Rupert Sheldrake was a plant physiologist and a fellow of Clare College, Cambridge, with degrees from Cambridge and Harvard, when he first went to Asia in 1968 to study tropical plants. The exposure to alternative philosophies there, he says, brought to the surface his long-festering doubts about the completeness and adequacy of materialism. Since 1974 he has lived in India most of the time, continuing his scientific research and studying Hindu and Moslem philosophies, including Sufism.

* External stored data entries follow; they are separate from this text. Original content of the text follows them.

use anyhow::Result;
use sqlx::postgres::PgPoolOptions;
use sqlx::PgPool;
use tracing::info;

/// Creates a PostgreSQL connection pool and applies pending migrations.
pub async fn create_pool(database_url: &str) -> Result<PgPool> {
    info!("Connecting to PostgreSQL...");

    let pool = PgPoolOptions::new()
        .max_connections(10)
        .connect(database_url)
        .await?;

    sqlx::migrate!().run(&pool).await?;

    info!("PostgreSQL connection pool established");
    Ok(pool)
}
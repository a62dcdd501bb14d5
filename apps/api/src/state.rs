use sqlx::PgPool;

use crate::billing::reconciler::BillingReconciler;
use crate::billing::stripe_client::StripeClient;
use crate::config::Config;
use crate::entitlement::gate::UsageGate;
use crate::llm_client::LlmClient;

/// Shared application state injected into all route handlers via Axum
/// extractors. Built once in `main`; every component receives its
/// dependencies here rather than reaching for globals.
#[derive(Clone)]
pub struct AppState {
    pub db: PgPool,
    pub llm: LlmClient,
    pub stripe: StripeClient,
    pub gate: UsageGate,
    pub reconciler: BillingReconciler,
    pub config: Config,
}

Interviewer Robert Anton Wilson found Sheldrake “surprisingly youthful-looking” and says: “He seems modest, generous in his judgments, and totally free of bitterness toward those who have so roundly denounced him. Unlike other scientific heretics I have met, he is not in the least grandiose, has no resentments against his critics, and never once compared himself to Galileo. His attitude seems to be: ‘I have had a remarkable idea. Now let’s do the research and find out if I’m right!’ A cat climbed around on him and his chair while we spoke, and he petted it affectionately. I had the feeling that he had considerable experience with meditation: he seemed centered, free of nervous fidgets, totally at one with me and my questions. Most of his answers began with a soft ‘hmm’ sound and a pause, as he thought care-fully before speaking.”
Robert Anton Wilson: Let’s begin with the first data you found to support your ideas—William McDougall’s rat experiments at Harvard back in the 20s. Can you describe these experiments briefly?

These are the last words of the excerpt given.